Exercise directions - Find every line in the material below with the string "bool" and state how many there are, with no other text.

Start of Data in this exercise

//! Import workers for the metering importer.
//!
//! - Importer (cursor-driven and explicit-range runs for one data source)
//! - Gate (process-wide cap on concurrent runs)
//! - Worker (periodic ticker per data source)
//! - Coordinator (owns the worker map, fans out ad-hoc imports)

pub mod coordinator;
pub mod gate;
pub mod importer;
pub mod reconcile;
pub mod worker;


pub use coordinator::{Coordinator, CoordinatorHandle, DataSourceStatus, ImportResult, SourceKind};
pub use gate::{ConcurrencyGate, GatePermit};
pub use importer::{ImportContext, ImportError, ImportSummary, PrometheusImporter, RunResult};
pub use reconcile::Reconcile;
pub use worker::WorkerHandle;
//! Standardized API responses.

use axum::{
    http::StatusCode,
    response::{IntoResponse, Response},
    Json,
};
use chrono::{DateTime, Utc};
use serde::{Deserialize, Serialize};
use telemetry::{ComponentHealthReport, HealthStatus};
use worker::{DataSourceStatus, ImportResult};

/// Body of an ad-hoc collect request.
#[derive(Debug, Serialize, Deserialize)]
#[serde(rename_all = "camelCase")]
pub struct CollectRequest {
    pub start_time: DateTime<Utc>,
    pub end_time: DateTime<Utc>,
}

/// Per-data-source outcome of an ad-hoc collect.
#[derive(Debug, Serialize)]
pub struct CollectResponse {
    pub results: Vec<ImportResult>,
}

#[derive(Debug, Serialize)]
#[serde(rename_all = "camelCase")]
pub struct DataSourcesResponse {
    pub data_sources: Vec<DataSourceStatus>,
}

/// Health check response.
#[derive(Debug, Serialize, Deserialize)]
pub struct HealthResponse {
    pub status: HealthStatus,
    pub prometheus_connected: bool,
    pub clickhouse_connected: bool,
    pub running_imports: u64,
    pub components: Vec<ComponentHealthReport>,
}

/// Error response.
#[derive(Debug, Serialize, Deserialize)]
pub struct ErrorResponse {
    pub error: String,
    pub code: String,
}

impl ErrorResponse {
    pub fn new(error: impl Into<String>, code: impl Into<String>) -> Self {
        Self {
            error: error.into(),
            code: code.into(),
        }
    }
}

/// API error carrying a status and a coded body.
#[derive(Debug)]
pub struct ApiError {
    pub status: StatusCode,
    pub response: ErrorResponse,
}

impl ApiError {
    pub fn with_code(status: StatusCode, code: impl Into<String>, msg: impl Into<String>) -> Self {
        Self {
            status,
            response: ErrorResponse::new(msg, code),
        }
    }

    pub fn bad_request(msg: impl Into<String>) -> Self {
        Self::with_code(StatusCode::BAD_REQUEST, "CONFIG_002", msg)
    }
}

impl IntoResponse for ApiError {
    fn into_response(self) -> Response {
        (self.status, Json(self.response)).into_response()
    }
}

impl From<metering_core::Error> for ApiError {
    fn from(err: metering_core::Error) -> Self {
        let status =
            StatusCode::from_u16(err.http_status()).unwrap_or(StatusCode::INTERNAL_SERVER_ERROR);
        ApiError::with_code(status, err.error_code(), err.to_string())
    }
}
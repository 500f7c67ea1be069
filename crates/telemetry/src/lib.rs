//! Internal telemetry for the metering importer.
//!
//! Structured logging setup, in-process import metrics and the health of
//! the two external dependencies (metrics backend and ClickHouse).

pub mod health;
pub mod metrics;
pub mod tracing_setup;

pub use health::*;
pub use metrics::*;
pub use tracing_setup::*;
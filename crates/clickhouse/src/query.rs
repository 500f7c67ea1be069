//! Query functions for reading metric tables back (cursor recovery, tests, admin).

use crate::client::ClickHouseClient;
use chrono::{DateTime, Utc};
use clickhouse::Row;
use metering_core::{validate_table_name, Error, Result};
use serde::Deserialize;

/// A persisted sample.
#[derive(Debug, Clone, Row, Deserialize)]
pub struct MetricRow {
    pub amount: f64,
    pub timestamp_ms: i64,
    pub time_precision: f64,
    pub labels: Vec<(String, String)>,
    pub dt: String,
}

impl MetricRow {
    pub fn timestamp(&self) -> Option<DateTime<Utc>> {
        DateTime::from_timestamp_millis(self.timestamp_ms)
    }

    pub fn label(&self, key: &str) -> Option<&str> {
        self.labels
            .iter()
            .find(|(k, _)| k == key)
            .map(|(_, v)| v.as_str())
    }
}

/// Newest sample time in a table.
pub async fn last_timestamp(
    client: &ClickHouseClient,
    table: &str,
) -> Result<Option<DateTime<Utc>>> {
    validate_table_name(table)?;

    let sql = format!(
        "SELECT toUnixTimestamp64Milli(timestamp) FROM {} ORDER BY timestamp DESC LIMIT 1",
        table
    );
    let newest: Option<i64> = client
        .inner()
        .query(&sql)
        .fetch_optional()
        .await
        .map_err(|e| Error::storage(format!("Query error: {}", e)))?;

    newest
        .map(|ms| {
            DateTime::from_timestamp_millis(ms)
                .ok_or_else(|| Error::storage(format!("timestamp out of range: {}", ms)))
        })
        .transpose()
}

/// Count all rows in a table.
pub async fn count_metrics(client: &ClickHouseClient, table: &str) -> Result<u64> {
    validate_table_name(table)?;

    let count: u64 = client
        .inner()
        .query(&format!("SELECT count() FROM {}", table))
        .fetch_one()
        .await
        .map_err(|e| Error::storage(format!("Query error: {}", e)))?;
    Ok(count)
}

/// Fetch rows with `start <= timestamp < end`, oldest first.
pub async fn fetch_metrics(
    client: &ClickHouseClient,
    table: &str,
    start: DateTime<Utc>,
    end: DateTime<Utc>,
) -> Result<Vec<MetricRow>> {
    validate_table_name(table)?;

    let sql = format!(
        "SELECT amount, toUnixTimestamp64Milli(timestamp) AS timestamp_ms, time_precision, labels, dt \
         FROM {} \
         WHERE timestamp >= fromUnixTimestamp64Milli(toInt64(?), 'UTC') \
         AND timestamp < fromUnixTimestamp64Milli(toInt64(?), 'UTC') \
         ORDER BY timestamp",
        table
    );
    let rows: Vec<MetricRow> = client
        .inner()
        .query(&sql)
        .bind(start.timestamp_millis())
        .bind(end.timestamp_millis())
        .fetch_all()
        .await
        .map_err(|e| Error::storage(format!("Query error: {}", e)))?;
    Ok(rows)
}

/// Remove every row from a table (for testing).
pub async fn truncate_metrics(client: &ClickHouseClient, table: &str) -> Result<()> {
    validate_table_name(table)?;

    client
        .inner()
        .query(&format!("TRUNCATE TABLE IF EXISTS {}", table))
        .execute()
        .await
        .map_err(|e| Error::storage(format!("Truncate error: {}", e)))
}
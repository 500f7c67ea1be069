//! ClickHouse health checks.

use crate::client::ClickHouseClient;
use crate::schema::metric_table_ddl;
use metering_core::{validate_table_name, Error, Result};
use tracing::{debug, error};

/// Check ClickHouse connection health.
pub async fn check_connection(client: &ClickHouseClient) -> bool {
    match client.inner().query("SELECT 1").fetch_one::<u8>().await {
        Ok(_) => {
            debug!("ClickHouse connection healthy");
            true
        }
        Err(e) => {
            error!("ClickHouse health check failed: {}", e);
            false
        }
    }
}

/// Create a metric table if it does not exist yet.
pub async fn ensure_metric_table(client: &ClickHouseClient, table: &str) -> Result<()> {
    validate_table_name(table)?;

    client
        .inner()
        .query(&metric_table_ddl(table))
        .execute()
        .await
        .map_err(|e| Error::storage(format!("Failed to create table {}: {}", table, e)))?;

    debug!(table = %table, "Metric table ready");
    Ok(())
}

End of Data in this exercise

Reply to the exercise - 3